Announcement

Collapse
No announcement yet.

AMD Is Prepared To Release A Complete User-Space Open-Source Stack For HSA

Collapse
X
 
  • Filter
  • Time
  • Show
Clear All
new posts

  • #21
    Originally posted by mmstick View Post
    There's a reason why China made an announcement that they were buying 10,000,000 AMD GPUs

    http://www.phoronix.com/scan.php?pag...tem&px=MTEyNTE
    Link to statement from Chinese government announcing they're purchasing 10 million AMD GPUs?

    Comment


    • #22
      Originally posted by johnc View Post
      Link to statement from Chinese government announcing they're purchasing 10 million AMD GPUs?
      They might be referencing this switch from Nvidia to AMD announced in mid 2012.

      Comment


      • #23
        Would be nice for AMD. They need the ... umm, Yuan Renminbi.

        Anyway nice addition. Sadly I don't have an HSA ready sytem yet (iirc Kabini ist not HSA) but Kaveri will probably be my next one in my main box.
        Thanks for the work and putting speck & sauce to the people AMD devs.
        Stop TCPA, stupid software patents and corrupt politicians!

        Comment


        • #24
          Originally posted by uid313 View Post
          Could HSA be used by Intel and Nvidia too?

          I find vendor-specific technology utterly boring and uninteresting.
          From a quick glance at http://www.hsafoundation.com/ it seems that Intel and NVidia are not members. However other companies that have GPU IP are, among them ARM (Mali), Broadcom (VideoCore), Imagination Technologies (PowerVR), Qualcomm (Adreno), and Vivante (GC).

          Comment


          • #25
            Originally posted by Adarion View Post
            Anyway nice addition. Sadly I don't have an HSA ready sytem yet (iirc Kabini ist not HSA) but Kaveri will probably be my next one in my main box.
            What I find strange is that older AMD roadmaps listed Kabini as having "New HSA Features" while more recent AMD marketing material avoids mentioning Kabini and HSA together. Then again according to AMD's Marc Diana, the PS4 and Xbox One support HSA/hUMA to some degree, and their SoCs are basically bigger Kabinis. Maybe it didn't work out as planned.

            Comment


            • #26
              I think the distinction is between "some HSA features" (Kabini) and "all HSA features" (Kaveri). IIRC the key issue for Kabini is 40-bit GPU virtual addresses versus the 48-bit virtual addresses in Kaveri's GPU.

              The 48-bit virtual addresses in the Kaveri GPU match what you get in an AMD64 CPU today, allowing full pointer equivalency between CPU and GPU when accessing system memory via the IOMMUv2.
              Last edited by bridgman; 10 November 2014, 11:23 AM.
              Test signature

              Comment


              • #27
                Originally posted by Nille View Post
                AMD is not well known for vendor specific stuff. But you can ask Nvidia about multivendor CUDA
                or g-sync

                Comment


                • #28
                  The HSA-1.0 spec @ http://amd-dev.wpengine.netdna-cdn.c...2/10/hsa10.pdf shows up some light into memory semantics.

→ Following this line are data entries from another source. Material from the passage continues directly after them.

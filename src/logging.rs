//! File-based logging
//!
//! The terminal belongs to the TUI, so tracing output goes to a daily rolling
//! file under the data directory. The returned guard must be held until exit
//! or buffered lines are lost.

use std::fs;
use std::path::Path;

use anyhow::{Context, Result};
use tracing_appender::non_blocking::WorkerGuard;
use tracing_subscriber::{fmt, layer::SubscriberExt, util::SubscriberInitExt, EnvFilter};

use crate::config::DEFAULT_LOG_LEVEL;

pub const LOG_FILE: &str = "keyboards.log";

pub fn init(log_dir: &Path, default_level: &str) -> Result<WorkerGuard> {
    fs::create_dir_all(log_dir)
        .with_context(|| format!("create log dir {}", log_dir.display()))?;

    let file_appender = tracing_appender::rolling::daily(log_dir, LOG_FILE);
    let (writer, guard) = tracing_appender::non_blocking(file_appender);

    // RUST_LOG takes precedence over the configured level
    let env_filter = EnvFilter::try_from_default_env()
        .or_else(|_| EnvFilter::try_new(default_level))
        .unwrap_or_else(|_| EnvFilter::new(DEFAULT_LOG_LEVEL));

    let file_layer = fmt::layer()
        .with_writer(writer)
        .with_target(true)
        .with_thread_ids(true)
        .with_ansi(false);

    tracing_subscriber::registry()
        .with(env_filter)
        .with(file_layer)
        .try_init()
        .context("install tracing subscriber")?;

    tracing::info!(dir = %log_dir.display(), "logging initialized");
    Ok(guard)
}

                  3. Memory Model

                  3.1.Overview

                  A key architectural feature of HSA is its unified memory model. In the HSA memory model, a combined
                  latency/throughput application uses a single unified virtual address space. All HSA-accessible memory
                  regions are mapped into a single virtual address space to achieve Shared Virtual Memory (SVM)
                  semantics.
                  Memory regions shared between the LCU and TCU are coherent. This simplifies programming by
                  eliminating the need for explicit cache coherency management primitives, and it also enables finer-
                  grained offload and more efficient producer/consumer interaction. The major benefit from coherent
                  memory comes from eliminating explicit data movement and eliminating the need for explicit heavyweight
                  synchronization (flushing or cache invalidation). The support of existing programming models that
                  already use flushing and cache invalidation can also be supported, if needed.

                  3.2. Virtual Address Space

                  Not all memory regions need to be accessible by all compute units. For example:

                  • TCU work-item or work-group private memory need not be accessible to the LCUs. In fact, each work-
                  item or work-group has its own copy of private memory, all visible in the same virtual address space.
                  Private memory accesses from different work-items through the same pointer result in accesses to
                  different memory by each work-item; each work-item accesses its own copy of private memory. This is
                  similar to thread-local storage in CPU multi-threaded applications. Access to work-item or work-group
                  memory directly by address from another accessor is not supported in HSA.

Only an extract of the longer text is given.